北九州市はJICA(国際協力機構)と連携し、発展途上国における上水道の水準向上のため、さまざまな国に技術協力を実施し、上下水道局職員を派遣してきた。

「水道サービスの質の向上によって安心安全な水が供給できるようになることで、これまでの水汲みといった労働もなくなり、感染病の可能性も低くなります」と北九州市上下水道局・海外事業担当の石井秀雄氏は述べる。高水準の水道サービスは健康・衛生を守るだけではなく、地元地域や産業が安定的に発展するために不可欠である。

北九州市上下水道局はインドネシア・ベトナム・中国のプロジェクトに貢献し、カンボジアの首都プノンペンでは特に顕著な功績を挙げた。

1993年、内戦や軍部独裁の影響で荒れたプノンペンにおける水道普及率はわずか25%だった。水道などの重要なパイプラインや道路の整備といったカンボジアへの復興支援がその年から始まり、まず浄水場、管路が日本やフランスなどの世界的な協力のもと新たに整備された。

日本国内ではプノンペンの水道事業支援に参画する自治体を求める動きがあったが、当時のカンボジアは政府も治安も安定しておらず、この国へ職員派遣する自治体はなかなか見つからなかった。

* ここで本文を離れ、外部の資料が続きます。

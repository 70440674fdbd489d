//! Task data structures.
//!
//! A task's status and assignee are held together in a [`Lifecycle`]: a task
//! either sits unassigned in the backlog, or it belongs to someone and is at
//! one of the working stages. The completion timestamp lives inside the `Done`
//! stage, so "completed_at is set iff the task is done" holds by construction.

use chrono::{DateTime, NaiveDate, Utc};
use serde::{Deserialize, Serialize};

use crate::fields::*;

/// The user a task is assigned to, denormalised for display.
#[derive(Debug, Clone, Serialize, Deserialize, PartialEq, Eq)]
pub struct Assignee {
    pub id: UserId,
    pub name: String,
}

impl Assignee {
    pub fn new(id: UserId, name: impl Into<String>) -> Self {
        Self { id, name: name.into() }
    }
}

/// Working stage of an assigned task.
#[derive(Debug, Clone, Serialize, Deserialize, PartialEq, Eq)]
#[serde(tag = "status", rename_all = "snake_case")]
pub enum Stage {
    Todo,
    InProgress,
    Done { completed_at: DateTime<Utc> },
    Blocked,
}

impl Stage {
    /// Stage for a target status, stamping completion with `now`.
    /// `Pending` has no stage: it is the unassigned state.
    pub fn for_status(status: Status, now: DateTime<Utc>) -> Option<Stage> {
        match status {
            Status::Pending => None,
            Status::Todo => Some(Stage::Todo),
            Status::InProgress => Some(Stage::InProgress),
            Status::Done => Some(Stage::Done { completed_at: now }),
            Status::Blocked => Some(Stage::Blocked),
        }
    }

    pub fn status(&self) -> Status {
        match self {
            Stage::Todo => Status::Todo,
            Stage::InProgress => Status::InProgress,
            Stage::Done { .. } => Status::Done,
            Stage::Blocked => Status::Blocked,
        }
    }
}

/// Who owns a task and how far along it is.
#[derive(Debug, Clone, Serialize, Deserialize, PartialEq, Eq)]
#[serde(tag = "state", rename_all = "snake_case")]
pub enum Lifecycle {
    Unassigned,
    Assigned { assignee: Assignee, stage: Stage },
}

impl Lifecycle {
    pub fn status(&self) -> Status {
        match self {
            Lifecycle::Unassigned => Status::Pending,
            Lifecycle::Assigned { stage, .. } => stage.status(),
        }
    }

    pub fn assignee(&self) -> Option<&Assignee> {
        match self {
            Lifecycle::Unassigned => None,
            Lifecycle::Assigned { assignee, .. } => Some(assignee),
        }
    }
}

/// A note left on a task. Comments are only ever appended.
#[derive(Debug, Clone, Serialize, Deserialize, PartialEq)]
pub struct Comment {
    pub id: CommentId,
    pub task_id: TaskId,
    pub user_id: UserId,
    pub user_name: String,
    pub user_role: Role,
    pub content: String,
    pub link: Option<String>,
    pub image_url: Option<String>,
    pub created_at: DateTime<Utc>,
}

/// A unit of work tracked through its lifecycle.
#[derive(Debug, Clone, Serialize, Deserialize, PartialEq)]
pub struct Task {
    pub id: TaskId,
    pub title: String,
    pub description: Option<String>,
    pub priority: Priority,
    pub lifecycle: Lifecycle,
    pub project_id: ProjectId,
    pub due_date: Option<NaiveDate>,
    pub blocker_reason: Option<String>,
    pub created_at: DateTime<Utc>,
    pub updated_at: DateTime<Utc>,
    #[serde(default)]
    pub comments: Vec<Comment>,
    #[serde(default)]
    pub update_requested: bool,
    #[serde(default)]
    pub ai_generated: bool,
}

impl Task {
    pub fn status(&self) -> Status {
        self.lifecycle.status()
    }

    pub fn assignee_id(&self) -> Option<UserId> {
        self.lifecycle.assignee().map(|a| a.id)
    }

    pub fn assignee_name(&self) -> Option<&str> {
        self.lifecycle.assignee().map(|a| a.name.as_str())
    }

    pub fn completed_at(&self) -> Option<DateTime<Utc>> {
        match &self.lifecycle {
            Lifecycle::Assigned {
                stage: Stage::Done { completed_at },
                ..
            } => Some(*completed_at),
            _ => None,
        }
    }

    /// Due before `today` and not yet done.
    pub fn is_overdue(&self, today: NaiveDate) -> bool {
        self.status() != Status::Done && self.due_date.is_some_and(|d| d < today)
    }
}

/// Fields supplied by the caller when creating a task. Identity and
/// timestamps are assigned by the store.
#[derive(Debug, Clone, PartialEq)]
pub struct TaskDraft {
    pub title: String,
    pub description: Option<String>,
    pub priority: Priority,
    pub project_id: ProjectId,
    pub assignee: Option<Assignee>,
    pub status: Status,
    pub due_date: Option<NaiveDate>,
    pub blocker_reason: Option<String>,
    pub ai_generated: bool,
}

impl TaskDraft {
    /// A medium-priority backlog draft.
    pub fn new(title: impl Into<String>, project_id: ProjectId) -> Self {
        Self {
            title: title.into(),
            description: None,
            priority: Priority::Medium,
            project_id,
            assignee: None,
            status: Status::Pending,
            due_date: None,
            blocker_reason: None,
            ai_generated: false,
        }
    }

    /// Assign the draft; a pending draft moves to `Todo`.
    pub fn assigned_to(mut self, assignee: Assignee) -> Self {
        self.assignee = Some(assignee);
        if self.status == Status::Pending {
            self.status = Status::Todo;
        }
        self
    }

    pub fn with_description(mut self, description: impl Into<String>) -> Self {
        self.description = Some(description.into());
        self
    }

    pub fn with_priority(mut self, priority: Priority) -> Self {
        self.priority = priority;
        self
    }

    pub fn with_status(mut self, status: Status) -> Self {
        self.status = status;
        self
    }

    pub fn with_due_date(mut self, due: NaiveDate) -> Self {
        self.due_date = Some(due);
        self
    }
}

/// Partial update merged into an existing task by `TaskStore::update_task`.
///
/// Clearable fields use a nested `Option`: `Some(None)` clears the value,
/// `None` leaves it alone.
#[derive(Debug, Clone, Default, PartialEq)]
pub struct TaskPatch {
    pub title: Option<String>,
    pub description: Option<Option<String>>,
    pub priority: Option<Priority>,
    pub status: Option<Status>,
    pub due_date: Option<Option<NaiveDate>>,
    pub blocker_reason: Option<Option<String>>,
    pub ai_generated: Option<bool>,
}

/// Fields supplied by the caller when commenting on a task.
#[derive(Debug, Clone, PartialEq)]
pub struct CommentDraft {
    pub user_id: UserId,
    pub user_name: String,
    pub user_role: Role,
    pub content: String,
    pub link: Option<String>,
    pub image_url: Option<String>,
}

impl CommentDraft {
    pub fn new(
        user_id: UserId,
        user_name: impl Into<String>,
        user_role: Role,
        content: impl Into<String>,
    ) -> Self {
        Self {
            user_id,
            user_name: user_name.into(),
            user_role,
            content: content.into(),
            link: None,
            image_url: None,
        }
    }

    pub fn with_link(mut self, link: impl Into<String>) -> Self {
        self.link = Some(link.into());
        self
    }

    pub fn with_image_url(mut self, image_url: impl Into<String>) -> Self {
        self.image_url = Some(image_url.into());
        self
    }
}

このような状況の中、誰かがやらなければならないという使命感に突き動かされ、北九州市はこれまで培った技術の提供や職員を現地に派遣することに同意した。

1999年に最初の職員派遣が行われ、半年間プノンペン水道公社へ派遣された。当時内戦や戦争で荒れたカンボジアにはまだ危険が常に伴った。派遣された職員が滞在していたホテルがある日突然焼き討ちに合い、逃げ出したこともあったという。

管路を新しくしても、きちんと維持管理しなければ漏水率は上がってしまう。それを阻止するため、北九州市は継続的な指導を続け、漏水率の改善に寄与した。

その結果、2006年には水道普及率を90%まで引き上げ、給水時間を10時間から24時間飲用可能に、72%という高さだった「無収水量(漏水+盗水)率」の数値を先進国並みの8%にまで引き下げた。北九州市の多大な貢献に対し、カンボジア政府から勲章が授与された。

そして、支援はまだ続いている。現在では長期専門家1名と、多くの短期専門家が派遣されている。

今後、北九州市はミャンマーへの技術協力も2013年度中に開始するなど、ASEAN地域に対し、国際機関等と連携し、安全な水の供給に寄与していく計画だ。

「私は水道に携わる者として、水道事業そのもの、また同時に、文化的、衛生的な生活全体の質の向上にも貢献していきたい」と石井氏は語る。その情熱は、プノンペン市民がよく理解しているだろう。